Re: [IPT] Daily feeds and archive history

18 Feb 2019

      Hi Jonathan
(adding GBIF helpdesk to the CC)

This is just a quick answer which I expect will result in follow up questions.

In terms of citation, we use a DOI to identify the concept of a dataset, not the specific version.

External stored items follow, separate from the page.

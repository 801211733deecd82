//! # 美化输出工具
//!
//! 提供统一的终端输出样式。库内部的诊断信息走 `log`，
//! 这里只负责面向用户的命令输出。
//!
//! ## 依赖关系
//! - 被所有 `commands/` 模块使用
//! - 使用 `colored` crate

use colored::Colorize;

/// 打印成功消息
pub fn print_success(msg: &str) {
    println!("{} {}", "[OK]".green().bold(), msg);
}

/// 打印错误消息
pub fn print_error(msg: &str) {
    eprintln!("{} {}", "[ERR]".red().bold(), msg);
}

/// 打印警告消息
pub fn print_warning(msg: &str) {
    println!("{} {}", "[WARN]".yellow().bold(), msg);
}

/// 打印信息消息
pub fn print_info(msg: &str) {
    println!("{} {}", "[*]".blue().bold(), msg);
}

/// 打印跳过消息
pub fn print_skip(msg: &str) {
    println!("{} {}", "[SKIP]".dimmed(), msg);
}

/// 打印标题栏
pub fn print_header(title: &str) {
    let line = "─".repeat(60);
    println!("\n{}", line.dimmed());
    println!("  {}", title.bold());
    println!("{}\n", line.dimmed());
}
//! # synth 子命令 CLI 定义
//!
//! 生成合成铝参考数据，可选同时拟合模型
//!
//! ## 依赖关系
//! - 被 `cli/mod.rs` 使用
//! - 参数传递给 `commands/synth.rs`

use clap::Args;
use std::path::PathBuf;

/// synth 子命令参数
#[derive(Args, Debug)]
pub struct SynthArgs {
    /// Output file for the fitting configurations
    #[arg(short, long, default_value = "synthetic_fit.xyz")]
    pub output: PathBuf,

    /// Output file for the test configurations
    #[arg(long, default_value = "synthetic_test.xyz")]
    pub test_output: PathBuf,

    /// Also fit the standard pair model and write it as JSON
    #[arg(long)]
    pub model: Option<PathBuf>,

    /// Use the smooth (Agnesi) basis when fitting
    #[arg(long, default_value_t = false, requires = "model")]
    pub smooth: bool,

    /// Number of parallel jobs (0 = auto)
    #[arg(short = 'j', long, default_value_t = 0)]
    pub jobs: usize,
}
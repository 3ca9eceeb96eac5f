//! driftline Runtime - the two always-on loops
//!
//! - `Collector`: receive, decode, stamp and durably append node reports
//! - `SensorAgent`: sample, encode and send one report per period
//!
//! Both loops run until their `CancellationToken` is cancelled.

pub mod agent;
pub mod collector;
pub mod sampler;

pub use agent::*;
pub use collector::*;
pub use sampler::*;
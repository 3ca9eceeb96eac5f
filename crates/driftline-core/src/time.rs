//! Time units for driftline
//!
//! Nodes count microseconds in a free-running 32-bit register that wraps
//! every 2^32 µs (about 71.6 minutes). The collector keeps its own clock in
//! seconds; the two are never synchronized, which is the point of the
//! correlation pass.

/// Microseconds per second
pub const MICROS_PER_SEC: f64 = 1_000_000.0;

/// Device timestamp: microseconds since the node's arbitrary epoch, modulo 2^32
#[derive(Clone, Copy, PartialEq, Eq, PartialOrd, Ord, Hash, Default, Debug)]
pub struct DeviceTicks(pub u32);

impl DeviceTicks {
    pub const ZERO: DeviceTicks = DeviceTicks(0);

    /// Reduce a wide microsecond count to the 32-bit wire register
    #[inline]
    pub fn from_micros(micros: u64) -> Self {
        DeviceTicks((micros & 0xFFFF_FFFF) as u32)
    }

    #[inline]
    pub fn as_micros(self) -> u32 {
        self.0
    }

    /// Seconds as written to the log
    #[inline]
    pub fn as_secs_f64(self) -> f64 {
        self.0 as f64 / MICROS_PER_SEC
    }
}

impl From<u32> for DeviceTicks {
    fn from(us: u32) -> Self {
        DeviceTicks(us)
    }
}

#[cfg(test)]
mod tests {
    use super::*;

    #[test]
    fn test_from_micros_wraps() {
        assert_eq!(DeviceTicks::from_micros(5), DeviceTicks(5));
        assert_eq!(DeviceTicks::from_micros((1u64 << 32) + 7), DeviceTicks(7));
    }

    #[test]
    fn test_as_secs() {
        assert_eq!(DeviceTicks(2_500_000).as_secs_f64(), 2.5);
    }
}
//! Error types for driftline

use thiserror::Error;

/// Core driftline errors
#[derive(Error, Debug)]
pub enum DriftlineError {
    // Wire errors
    #[error("Buffer too short: expected {expected}, got {actual}")]
    BufferTooShort { expected: usize, actual: usize },

    // Journal errors
    #[error("Malformed log row: {0}")]
    MalformedRow(String),

    #[error("Cannot open log for append: {0}")]
    LogOpen(String),

    #[error("Log append failed: {0}")]
    LogAppend(String),

    #[error("Cannot open input: {0}")]
    InputOpen(String),

    #[error("Cannot write output: {0}")]
    Output(String),

    // Correlation errors
    #[error("Insufficient data for node {node}: {samples} samples")]
    InsufficientData { node: String, samples: usize },

    #[error("Degenerate regression for node {node}: device time has no variance")]
    DegenerateRegression { node: String },

    // Transport errors
    #[error("Cannot bind {0}")]
    Bind(String),

    #[error("Transport error: {0}")]
    Transport(String),

    // Startup errors
    #[error("Invalid configuration: {0}")]
    Config(String),
}

/// Result type for driftline operations
pub type DriftlineResult<T> = Result<T, DriftlineError>;

#[cfg(test)]
mod tests {
    use super::*;

    #[test]
    fn test_error_messages() {
        let err = DriftlineError::BufferTooShort {
            expected: 13,
            actual: 8,
        };
        assert_eq!(err.to_string(), "Buffer too short: expected 13, got 8");

        let err = DriftlineError::InsufficientData {
            node: "A".into(),
            samples: 3,
        };
        assert_eq!(err.to_string(), "Insufficient data for node A: 3 samples");
    }
}
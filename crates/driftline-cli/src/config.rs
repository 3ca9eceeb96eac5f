use std::net::SocketAddr;
use std::time::Duration;

use config::{Config, ConfigError, Environment};
use serde::{Deserialize, Serialize};

use driftline_core::{DriftlineError, DriftlineResult, NodeTag, NODE_TAG_LEN};
use driftline_correlate::{DriftComparator, EngineConfig};
use driftline_runtime::{AgentConfig, AppendFailurePolicy, CollectorConfig};

const ENV_PREFIX: &str = "DRIFTLINE";

#[derive(Debug, Deserialize, Serialize, Clone)]
pub struct CollectorServiceConfig {
    /// Log level (trace, debug, info, warn, error)
    #[serde(default = "default_log_level")]
    pub log_level: String,

    /// Emit logs as JSON lines
    #[serde(default)]
    pub log_json: bool,

    /// UDP address to receive node reports on
    #[serde(default = "default_bind_addr")]
    pub bind_addr: String,

    /// Measurement log, appended to
    #[serde(default = "default_log_path")]
    pub log_path: String,

    /// Receive buffer size in bytes
    #[serde(default = "default_recv_buffer_size")]
    pub recv_buffer_size: usize,

    /// What to do when a record cannot be appended (abort, skip)
    #[serde(default = "default_append_failure")]
    pub append_failure: String,
}

#[derive(Debug, Deserialize, Serialize, Clone)]
pub struct AgentServiceConfig {
    /// Log level (trace, debug, info, warn, error)
    #[serde(default = "default_log_level")]
    pub log_level: String,

    /// Emit logs as JSON lines
    #[serde(default)]
    pub log_json: bool,

    /// Node id, at most five ASCII bytes
    #[serde(default = "default_node_id")]
    pub node_id: String,

    /// Collector address reports are sent to
    #[serde(default = "default_collector_addr")]
    pub collector_addr: String,

    /// Cycle period in milliseconds
    #[serde(default = "default_period_ms")]
    pub period_ms: u64,

    /// Progress is logged every this many sends
    #[serde(default = "default_progress_every")]
    pub progress_every: u64,

    // Stand-in sampler
    /// Readings below this are treated as no measurement
    #[serde(default = "default_sample_min")]
    pub sample_min: f32,

    /// Readings above this are treated as no measurement
    #[serde(default = "default_sample_max")]
    pub sample_max: f32,

    /// Seed of the synthetic sampler
    #[serde(default)]
    pub seed: u64,
}

#[derive(Debug, Deserialize, Serialize, Clone)]
pub struct AnalysisServiceConfig {
    /// Log level (trace, debug, info, warn, error)
    #[serde(default = "default_analysis_log_level")]
    pub log_level: String,

    /// Emit logs as JSON lines
    #[serde(default)]
    pub log_json: bool,

    /// Measurement log to analyze
    #[serde(default = "default_log_path")]
    pub log_path: String,

    /// Fewest samples a node needs to be fitted
    #[serde(default = "default_min_samples")]
    pub min_samples: usize,

    /// First node of the relative drift pair
    #[serde(default = "default_node_a")]
    pub node_a: String,

    /// Second node of the relative drift pair
    #[serde(default = "default_node_b")]
    pub node_b: String,

    /// Residual trace CSV, written when set
    #[serde(default)]
    pub trace_path: Option<String>,
}

fn default_log_level() -> String {
    "info".to_string()
}

fn default_analysis_log_level() -> String {
    "warn".to_string()
}

fn default_bind_addr() -> String {
    "0.0.0.0:9999".to_string()
}

fn default_log_path() -> String {
    "esp_dual_log.csv".to_string()
}

fn default_recv_buffer_size() -> usize {
    driftline_runtime::CollectorConfig::default().recv_buffer_size
}

fn default_append_failure() -> String {
    "abort".to_string()
}

fn default_node_id() -> String {
    "B".to_string()
}

fn default_collector_addr() -> String {
    "127.0.0.1:9999".to_string()
}

fn default_period_ms() -> u64 {
    40
}

fn default_progress_every() -> u64 {
    20
}

fn default_sample_min() -> f32 {
    2.0
}

fn default_sample_max() -> f32 {
    30.0
}

fn default_min_samples() -> usize {
    driftline_correlate::MIN_SAMPLES
}

fn default_node_a() -> String {
    "A".to_string()
}

fn default_node_b() -> String {
    "B".to_string()
}

fn parse_addr(field: &str, value: &str) -> DriftlineResult<SocketAddr> {
    value
        .parse()
        .map_err(|e| DriftlineError::Config(format!("{field} {value:?}: {e}")))
}

fn load<T: for<'de> Deserialize<'de>>() -> Result<T, ConfigError> {
    Config::builder()
        .add_source(Environment::with_prefix(ENV_PREFIX))
        .build()?
        .try_deserialize()
}

impl CollectorServiceConfig {
    pub fn from_env() -> Result<Self, ConfigError> {
        load()
    }

    pub fn runtime_config(&self) -> DriftlineResult<CollectorConfig> {
        Ok(CollectorConfig {
            bind_addr: parse_addr("bind_addr", &self.bind_addr)?,
            recv_buffer_size: self.recv_buffer_size,
            append_failure: self.append_failure.parse::<AppendFailurePolicy>()?,
        })
    }
}

impl Default for CollectorServiceConfig {
    fn default() -> Self {
        Self {
            log_level: default_log_level(),
            log_json: false,
            bind_addr: default_bind_addr(),
            log_path: default_log_path(),
            recv_buffer_size: default_recv_buffer_size(),
            append_failure: default_append_failure(),
        }
    }
}

impl AgentServiceConfig {
    pub fn from_env() -> Result<Self, ConfigError> {
        load()
    }

    pub fn collector_addr(&self) -> DriftlineResult<SocketAddr> {
        parse_addr("collector_addr", &self.collector_addr)
    }

    pub fn runtime_config(&self) -> DriftlineResult<AgentConfig> {
        let id = self.node_id.trim();
        if id.is_empty() || id.len() > NODE_TAG_LEN {
            return Err(DriftlineError::Config(format!(
                "node_id {:?} must be 1 to {} bytes",
                self.node_id, NODE_TAG_LEN
            )));
        }
        if self.period_ms == 0 {
            return Err(DriftlineError::Config("period_ms must be positive".into()));
        }

        Ok(AgentConfig {
            node: NodeTag::new(id),
            period: Duration::from_millis(self.period_ms),
            progress_every: self.progress_every,
        })
    }
}

impl Default for AgentServiceConfig {
    fn default() -> Self {
        Self {
            log_level: default_log_level(),
            log_json: false,
            node_id: default_node_id(),
            collector_addr: default_collector_addr(),
            period_ms: default_period_ms(),
            progress_every: default_progress_every(),
            sample_min: default_sample_min(),
            sample_max: default_sample_max(),
            seed: 0,
        }
    }
}

impl AnalysisServiceConfig {
    pub fn from_env() -> Result<Self, ConfigError> {
        load()
    }

    pub fn engine_config(&self) -> EngineConfig {
        EngineConfig {
            min_samples: self.min_samples,
        }
    }

    pub fn comparator(&self) -> DriftComparator {
        DriftComparator::new(self.node_a.clone(), self.node_b.clone())
    }
}

impl Default for AnalysisServiceConfig {
    fn default() -> Self {
        Self {
            log_level: default_analysis_log_level(),
            log_json: false,
            log_path: default_log_path(),
            min_samples: default_min_samples(),
            node_a: default_node_a(),
            node_b: default_node_b(),
            trace_path: None,
        }
    }
}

E.g. https://doi.org/10.15468/cup0nk
If you start deleting copies of data (e.g. a background housekeeping task) what will break are links to the downloads in the IPT pages.  https://ipt.huh.harvard.edu/ipt/resource?r=huh_all_records&v=1.3
This may or may not be considered a problem for you.

I think others might have contacted you about suggestions for improving the dataset titles being used but if not I would suggest considering correctly formatted titles as they are used in  many places (https://www.gbif.org/dataset/4e4f97d2-4670-4b24-b982-261e0a450faf).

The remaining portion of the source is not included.